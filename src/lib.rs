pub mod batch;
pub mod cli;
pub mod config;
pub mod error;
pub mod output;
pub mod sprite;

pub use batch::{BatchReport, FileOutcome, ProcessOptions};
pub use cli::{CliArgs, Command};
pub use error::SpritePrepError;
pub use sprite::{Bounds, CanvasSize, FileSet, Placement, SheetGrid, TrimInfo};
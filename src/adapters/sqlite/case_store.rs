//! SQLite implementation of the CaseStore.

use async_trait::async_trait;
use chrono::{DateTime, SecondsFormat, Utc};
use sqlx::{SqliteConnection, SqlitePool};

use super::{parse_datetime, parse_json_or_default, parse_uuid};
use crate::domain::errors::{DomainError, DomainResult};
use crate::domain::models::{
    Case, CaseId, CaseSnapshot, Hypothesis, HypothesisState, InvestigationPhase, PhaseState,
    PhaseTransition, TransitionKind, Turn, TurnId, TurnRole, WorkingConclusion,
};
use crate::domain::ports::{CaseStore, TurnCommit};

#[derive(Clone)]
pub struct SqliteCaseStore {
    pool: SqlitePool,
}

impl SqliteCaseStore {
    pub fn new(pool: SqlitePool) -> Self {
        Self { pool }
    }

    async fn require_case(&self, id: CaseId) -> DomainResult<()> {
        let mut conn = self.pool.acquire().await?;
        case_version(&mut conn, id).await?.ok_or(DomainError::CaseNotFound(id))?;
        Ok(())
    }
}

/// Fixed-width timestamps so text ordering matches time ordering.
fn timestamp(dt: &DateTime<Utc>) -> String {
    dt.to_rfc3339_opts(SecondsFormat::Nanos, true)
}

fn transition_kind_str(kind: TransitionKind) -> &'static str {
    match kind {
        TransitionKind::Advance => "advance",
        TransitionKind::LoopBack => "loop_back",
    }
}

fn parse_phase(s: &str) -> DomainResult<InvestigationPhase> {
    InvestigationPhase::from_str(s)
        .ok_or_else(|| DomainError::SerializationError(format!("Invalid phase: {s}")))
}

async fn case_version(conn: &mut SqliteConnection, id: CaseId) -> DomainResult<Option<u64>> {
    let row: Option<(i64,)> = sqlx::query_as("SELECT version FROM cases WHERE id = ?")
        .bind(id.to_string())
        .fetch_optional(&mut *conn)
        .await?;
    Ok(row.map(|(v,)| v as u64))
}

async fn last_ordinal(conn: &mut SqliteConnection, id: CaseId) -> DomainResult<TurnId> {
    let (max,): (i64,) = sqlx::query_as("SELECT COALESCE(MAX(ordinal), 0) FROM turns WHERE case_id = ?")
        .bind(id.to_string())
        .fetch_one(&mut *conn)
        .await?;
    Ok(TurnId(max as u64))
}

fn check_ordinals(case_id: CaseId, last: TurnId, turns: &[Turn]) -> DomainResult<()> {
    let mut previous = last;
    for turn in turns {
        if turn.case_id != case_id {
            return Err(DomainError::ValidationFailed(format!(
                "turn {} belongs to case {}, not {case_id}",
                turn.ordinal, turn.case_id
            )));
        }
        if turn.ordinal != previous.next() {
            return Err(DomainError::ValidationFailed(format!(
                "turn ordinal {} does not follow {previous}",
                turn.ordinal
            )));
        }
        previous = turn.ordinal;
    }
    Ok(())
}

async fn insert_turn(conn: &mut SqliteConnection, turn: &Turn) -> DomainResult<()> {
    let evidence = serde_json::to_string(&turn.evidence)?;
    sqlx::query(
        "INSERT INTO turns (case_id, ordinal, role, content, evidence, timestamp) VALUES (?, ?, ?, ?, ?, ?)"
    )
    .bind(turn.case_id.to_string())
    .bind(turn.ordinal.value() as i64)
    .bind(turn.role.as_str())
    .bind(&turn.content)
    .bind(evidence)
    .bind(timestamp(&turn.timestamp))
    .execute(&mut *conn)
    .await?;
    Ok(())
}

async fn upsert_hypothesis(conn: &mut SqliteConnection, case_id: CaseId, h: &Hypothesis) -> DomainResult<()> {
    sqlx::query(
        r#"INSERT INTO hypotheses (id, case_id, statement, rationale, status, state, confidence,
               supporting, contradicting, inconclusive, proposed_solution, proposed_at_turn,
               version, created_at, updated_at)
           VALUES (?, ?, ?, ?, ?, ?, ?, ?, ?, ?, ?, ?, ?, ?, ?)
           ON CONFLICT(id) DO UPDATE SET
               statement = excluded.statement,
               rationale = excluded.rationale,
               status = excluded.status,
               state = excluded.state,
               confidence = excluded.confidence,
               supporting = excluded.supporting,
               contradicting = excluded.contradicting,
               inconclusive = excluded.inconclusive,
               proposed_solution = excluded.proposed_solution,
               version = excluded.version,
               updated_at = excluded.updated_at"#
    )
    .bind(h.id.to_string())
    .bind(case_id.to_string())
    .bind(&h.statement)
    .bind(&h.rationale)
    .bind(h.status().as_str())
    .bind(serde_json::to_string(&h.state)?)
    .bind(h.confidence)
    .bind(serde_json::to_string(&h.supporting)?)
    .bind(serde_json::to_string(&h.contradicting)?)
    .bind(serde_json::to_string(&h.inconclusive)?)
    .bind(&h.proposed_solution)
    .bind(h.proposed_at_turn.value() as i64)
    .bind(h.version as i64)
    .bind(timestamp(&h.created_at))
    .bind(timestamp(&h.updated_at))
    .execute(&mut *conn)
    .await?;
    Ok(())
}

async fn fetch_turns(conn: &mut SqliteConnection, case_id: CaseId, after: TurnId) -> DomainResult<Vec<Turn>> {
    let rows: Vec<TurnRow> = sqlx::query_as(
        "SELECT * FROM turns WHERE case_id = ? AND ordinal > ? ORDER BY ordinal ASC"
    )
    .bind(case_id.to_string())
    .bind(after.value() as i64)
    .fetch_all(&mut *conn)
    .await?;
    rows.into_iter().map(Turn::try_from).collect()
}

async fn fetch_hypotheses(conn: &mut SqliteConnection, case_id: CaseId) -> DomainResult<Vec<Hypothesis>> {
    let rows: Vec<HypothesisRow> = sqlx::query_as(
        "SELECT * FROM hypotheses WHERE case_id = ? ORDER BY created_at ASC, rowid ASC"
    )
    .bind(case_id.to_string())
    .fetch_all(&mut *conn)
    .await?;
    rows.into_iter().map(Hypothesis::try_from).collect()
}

————————

# [Your instructions]
Lines from the entries that contain the string "evidence" must be found and copied.

# [Output for this exercise]
    let evidence = serde_json::to_string(&turn.evidence)?;
        "INSERT INTO turns (case_id, ordinal, role, content, evidence, timestamp) VALUES (?, ?, ?, ?, ?, ?)"
    .bind(evidence)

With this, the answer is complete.